//! # Allocations
//!
//! A basis of the transportation problem is a set of basic cells, each carrying a shipment. All
//! other cells ship nothing. The grid stores an optional shipment per cell; `None` means that the
//! cell is not basic.
//!
//! A basic cell may carry a zero quantity. Such cells are introduced to repair degenerate bases, and
//! are distinct from non-basic cells.
use itertools::iproduct;

use crate::data::number_types::traits::{Quantity, total};

/// Quantity shipped along a single cell, together with the cell's unit cost and coordinates.
#[derive(Debug, Clone, PartialEq)]
pub struct Shipment<F> {
    /// Number of units shipped.
    pub quantity: F,
    /// Cost of shipping a single unit.
    pub cost_per_unit: F,
    /// Source index.
    pub row: usize,
    /// Destination index.
    pub column: usize,
}

impl<F: Quantity> Shipment<F> {
    /// Create a new shipment.
    pub fn new(quantity: F, cost_per_unit: F, row: usize, column: usize) -> Self {
        Self { quantity, cost_per_unit, row, column }
    }

    /// A shipment of nothing, as used when considering a cell to enter the basis.
    pub fn candidate(cost_per_unit: F, row: usize, column: usize) -> Self {
        Self::new(F::zero(), cost_per_unit, row, column)
    }

    /// Whether two shipments occupy the same cell.
    pub fn is_at(&self, row: usize, column: usize) -> bool {
        self.row == row && self.column == column
    }

    /// Total cost of this shipment.
    pub fn cost(&self) -> F {
        self.quantity.clone() * self.cost_per_unit.clone()
    }
}

/// A `rows` by `columns` matrix of optional shipments.
#[derive(Debug, Clone, PartialEq)]
pub struct AllocationGrid<F> {
    cells: Vec<Vec<Option<Shipment<F>>>>,
    nr_rows: usize,
    nr_columns: usize,
}

impl<F: Quantity> AllocationGrid<F> {
    /// Create a grid without any basic cells.
    pub fn new(nr_rows: usize, nr_columns: usize) -> Self {
        Self {
            cells: vec![vec![None; nr_columns]; nr_rows],
            nr_rows,
            nr_columns,
        }
    }

    /// Make the cell of a shipment basic, replacing any existing shipment in that cell.
    pub fn insert(&mut self, shipment: Shipment<F>) {
        debug_assert!(shipment.row < self.nr_rows && shipment.column < self.nr_columns);

        let (row, column) = (shipment.row, shipment.column);
        self.cells[row][column] = Some(shipment);
    }

    /// Make a cell non-basic.
    ///
    /// # Return value
    ///
    /// The shipment that was in that cell, if it was basic.
    pub fn remove(&mut self, row: usize, column: usize) -> Option<Shipment<F>> {
        debug_assert!(row < self.nr_rows && column < self.nr_columns);

        self.cells[row][column].take()
    }

    /// The shipment in a cell, if the cell is basic.
    pub fn get(&self, row: usize, column: usize) -> Option<&Shipment<F>> {
        debug_assert!(row < self.nr_rows && column < self.nr_columns);

        self.cells[row][column].as_ref()
    }

    /// Whether a cell is basic.
    pub fn is_basic(&self, row: usize, column: usize) -> bool {
        self.get(row, column).is_some()
    }

    /// Quantity shipped along a cell, zero if the cell is not basic.
    pub fn quantity(&self, row: usize, column: usize) -> F {
        self.get(row, column).map_or_else(F::zero, |shipment| shipment.quantity.clone())
    }

    /// All basic cells, in row-major order.
    pub fn basic_cells(&self) -> impl Iterator<Item = &Shipment<F>> {
        self.cells.iter().flatten().flatten()
    }

    /// Coordinates of all non-basic cells, in row-major order.
    pub fn non_basic_cells(&self) -> impl Iterator<Item = (usize, usize)> + '_ {
        iproduct!(0..self.nr_rows, 0..self.nr_columns)
            .filter(move |&(row, column)| !self.is_basic(row, column))
    }

    /// Number of basic cells.
    pub fn nr_basic(&self) -> usize {
        self.basic_cells().count()
    }

    /// Number of rows.
    pub fn nr_rows(&self) -> usize {
        self.nr_rows
    }

    /// Number of columns.
    pub fn nr_columns(&self) -> usize {
        self.nr_columns
    }

    /// Total quantity shipped from a row.
    pub fn row_total(&self, row: usize) -> F {
        total(self.cells[row].iter().flatten().map(|shipment| &shipment.quantity))
    }

    /// Total quantity shipped to a column.
    pub fn column_total(&self, column: usize) -> F {
        total(self.cells.iter().filter_map(|row| row[column].as_ref()).map(|shipment| &shipment.quantity))
    }

    /// Total cost of all shipments.
    pub fn total_cost(&self) -> F {
        self.basic_cells().fold(F::zero(), |sum, shipment| sum + shipment.cost())
    }

    /// Whether no basic cell ships a negative quantity.
    pub fn is_nonnegative(&self) -> bool {
        self.basic_cells().all(|shipment| shipment.quantity >= F::zero())
    }

    /// Whether every row ships exactly its supply and every column receives exactly its demand.
    ///
    /// Totals are compared exactly. With floating point quantities, a feasible allocation of
    /// fractional capacities may not pass this check.
    pub fn satisfies(&self, supply: &[F], demand: &[F]) -> bool {
        supply.len() == self.nr_rows && demand.len() == self.nr_columns
            && supply.iter().enumerate().all(|(i, value)| &self.row_total(i) == value)
            && demand.iter().enumerate().all(|(j, value)| &self.column_total(j) == value)
            && self.is_nonnegative()
    }
}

YOUR GOAL: Search the entries for the word "along" and show every line that has it.

SOLVED PROBLEM:
/// Quantity shipped along a single cell, together with the cell's unit cost and coordinates.
    /// Quantity shipped along a cell, zero if the cell is not basic.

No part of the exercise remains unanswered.